Anyway, I leave you with what I think is the best (and funniest) op-ed on Israel/Palestine I've read in a while, written by Ezzedine Choukri, who worked on the Oslo process for the UN in the 1990s. Choukri makes a different point to the Quartet: stop wasting time on confidence-building measures, and move full speed ahead towards imposing a solution:

There is no point in repeating the arguments and counterarguments on each side of this debate; the parties have done so ad nauseum. Instead, try looking at this matter as if we were arranging a marriage between two hostile families; many of whom -- including the prospective bride and groom -- doubt the intentions of the other and question the possibility of finding agreement on the marriage's terms.

The mediators, who see in the marriage a possible end to the hostility between the two families that would bring peace to the village, are trying to convince bride, groom and the members of the two families of the merits of such a deal.

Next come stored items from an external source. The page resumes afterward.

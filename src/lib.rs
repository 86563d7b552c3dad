//! # Context Toolbox
//!
//! Turns code repositories, web pages and local files into token-bounded
//! chunks, and picks the chunks most relevant to a query so they fit an
//! LLM context window.
//!
//! ## Architecture
//!
//! ```text
//! ┌──────────────┐   ┌──────────┐   ┌──────────────┐
//! │  Connectors  │──▶│  Chunker │──▶│ SourceStore  │
//! │ GitHub/Web/  │   │ code/md/ │   │ SQLite or    │
//! │ File         │   │ paragraph│   │ in-memory    │
//! └──────────────┘   └──────────┘   └──────┬───────┘
//!                                          │
//!                                   ┌──────▼───────┐
//!                                   │  Retrieval   │
//!                                   │ score+budget │
//!                                   └──────┬───────┘
//!                         ┌────────────────┤
//!                         ▼                ▼
//!                   ┌──────────┐     ┌──────────┐
//!                   │   CLI    │     │   HTTP   │
//!                   │ (ctxbox) │     │  (axum)  │
//!                   └──────────┘     └──────────┘
//! ```
//!
//! ## Quick Start
//!
//! ```bash
//! ctxbox init
//! ctxbox add github https://github.com/owner/repo
//! ctxbox add file ./docs/guide.md ./src/main.rs
//! ctxbox select "how is the config loaded" --format prompt
//! ctxbox serve
//! ```
//!
//! ## Modules
//!
//! | Module | Purpose |
//! |--------|---------|
//! | [`chunk`] | Content-aware chunking and token estimation |
//! | [`retrieve`] | Relevance scoring and budgeted selection |
//! | [`language`] | Extension lookup and declaration boundaries |
//! | [`models`] | Core data types |
//! | [`connector_github`] | GitHub repository fetcher |
//! | [`connector_web`] | Web page fetcher |
//! | [`connector_file`] | Local file reader |
//! | [`extract`] | PDF and DOCX text extraction |
//! | [`ingest`] | Source lifecycle: add, refresh, remove, select |
//! | [`store`] | Persistence port and in-memory store |
//! | [`sqlite_store`] | SQLite store |
//! | [`server`] | JSON HTTP API |
//! | [`config`] | TOML configuration |

pub mod chunk;
pub mod config;
pub mod connector_file;
pub mod connector_github;
pub mod connector_web;
pub mod db;
pub mod error;
pub mod extract;
pub mod ingest;
pub mod language;
pub mod migrate;
pub mod models;
pub mod preview;
pub mod retrieve;
pub mod select;
pub mod server;
pub mod sources;
pub mod sqlite_store;
pub mod store;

In the midst of their zeal, and to allay the multiple concerns of the groom (who has commitment issues as well as problems with his boisterous family members), the mediators encourage the bride to have sex with her prospective groom before the marriage is concluded. "Sex would entice him to proceed; it will reassure him that the money he will put in the marriage will be well rewarded," they say.

Mostly liberal in their thinking and ways of life, the mediators see no problem in the proposition (neither does the prospective groom, for all too different reasons). After all, millions of couples in America and Europe engage in premarital sex as a way of experiencing each other and determining whether it would be a good idea to proceed further. There is no disrespect, foul play or wrongdoing involved. They argue.

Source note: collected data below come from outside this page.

//! Web page fetcher.
//!
//! Downloads a page and converts it to markdown text with `htmd`. Scripts,
//! styles and the document head are skipped. Bodies larger than
//! `[web].max_bytes` are rejected, both from the declared length and while
//! streaming.

use crate::config::WebConfig;
use crate::error::{IngestError, IngestResult};
use crate::models::{ContentKind, Fetched, FetchedDocument};

/// Tags whose content never reaches the converted text.
const SKIPPED_TAGS: [&str; 5] = ["head", "script", "style", "noscript", "template"];

/// Convert an HTML document to readable markdown text.
pub fn html_to_text(html: &str) -> IngestResult<String> {
    let converter = htmd::HtmlToMarkdown::builder()
        .skip_tags(SKIPPED_TAGS.to_vec())
        .build();
    let markdown = converter.convert(html)?;
    Ok(markdown.trim().to_string())
}

/// Fetch a page and return its visible text as one `text` document.
pub async fn fetch_url(
    config: &WebConfig,
    http: &reqwest::Client,
    url: &str,
) -> IngestResult<Fetched> {
    let parsed =
        reqwest::Url::parse(url).map_err(|e| IngestError::InvalidUrl(format!("{}: {}", url, e)))?;
    let title = parsed
        .host_str()
        .map(str::to_string)
        .unwrap_or_else(|| url.to_string());

    let mut resp = http.get(parsed).send().await?;
    if !resp.status().is_success() {
        return Err(IngestError::BadResponse {
            url: url.to_string(),
            message: format!("status {}", resp.status()),
        });
    }

    let too_large = |size: u64| IngestError::ResponseTooLarge {
        url: url.to_string(),
        size,
        limit: config.max_bytes,
    };
    if let Some(len) = resp.content_length() {
        if len > config.max_bytes {
            return Err(too_large(len));
        }
    }

    let is_html = resp
        .headers()
        .get(reqwest::header::CONTENT_TYPE)
        .and_then(|v| v.to_str().ok())
        .map(|ct| ct.contains("html"))
        .unwrap_or(false);

    let mut body = Vec::new();
    while let Some(chunk) = resp.chunk().await? {
        body.extend_from_slice(&chunk);
        if body.len() as u64 > config.max_bytes {
            return Err(too_large(body.len() as u64));
        }
    }
    let raw = String::from_utf8_lossy(&body);

    let content = if is_html || raw.trim_start().starts_with('<') {
        html_to_text(&raw)?
    } else {
        raw.into_owned()
    };

    if content.trim().is_empty() {
        return Err(IngestError::EmptyContent(url.to_string()));
    }

    tracing::debug!(url = %url, bytes = body.len(), chars = content.len(), "fetched page");

    Ok(Fetched {
        title,
        documents: vec![FetchedDocument {
            locator: url.to_string(),
            content,
            kind: ContentKind::Text,
        }],
        file_type: None,
        size: None,
    })
}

The proposition sounds logical to the bride (and quite convenient for the groom). Yet the bride's family is really conservative. Even if she finds it tempting, the bride knows well that she cannot face her family with such a proposition. "It will be suicide," she says. However, not wanting to undermine the prospects of her own marriage, the bride is willing to engage in premarital intimate encounters -- but short of intercourse. And in return for these intimacies she requires the groom to make demonstrable progress towards signing the marriage contract.

Thrilled by this "window of opportunity", the mediators spend weeks negotiating the nature of these intimacies; how much skin is involved, whether it would be made public or kept secret, how far they will go, how frequently they will meet, etc. At the same time, they negotiate the nature of demonstrable steps that would satisfy the bride in return; the nature of commitments the groom has to make, whether these would be reversible, phased, synchronised with the intimacies, etc. (Verification and arbitration remain contentious and unresolved issues).

Instead of working on finalising the terms of the marriage contract, the mediators waste everyone's time on fine-tuning the terms of these confidence-building measures. Naturally, neither the groom nor the bride derives any pleasure from their halfway intimacies, and they are busy quarrelling over each other's compliance with the terms of the deal. The families get no closer to marriage; nobody has negotiated the terms of that agreement -- and its difficult issues didn't become any easier on their own. In the meantime, the bride's family gets angrier as they feel they were taken for a ride (again) and eventually lock the bride at home. And those who always opposed the marriage on both sides feel vindicated in their prejudice: "this marriage will never take place," they say; "if they can't even agree on these tiny matters, how are they going to face common life with all its challenges?"

Senator Mitchell and friends: would you please drop the useless confidence-building track that depleted precious political resources of so many mediators before you and focus on the real issue? Get the marriage contract signed, after which you can have all the sex you want.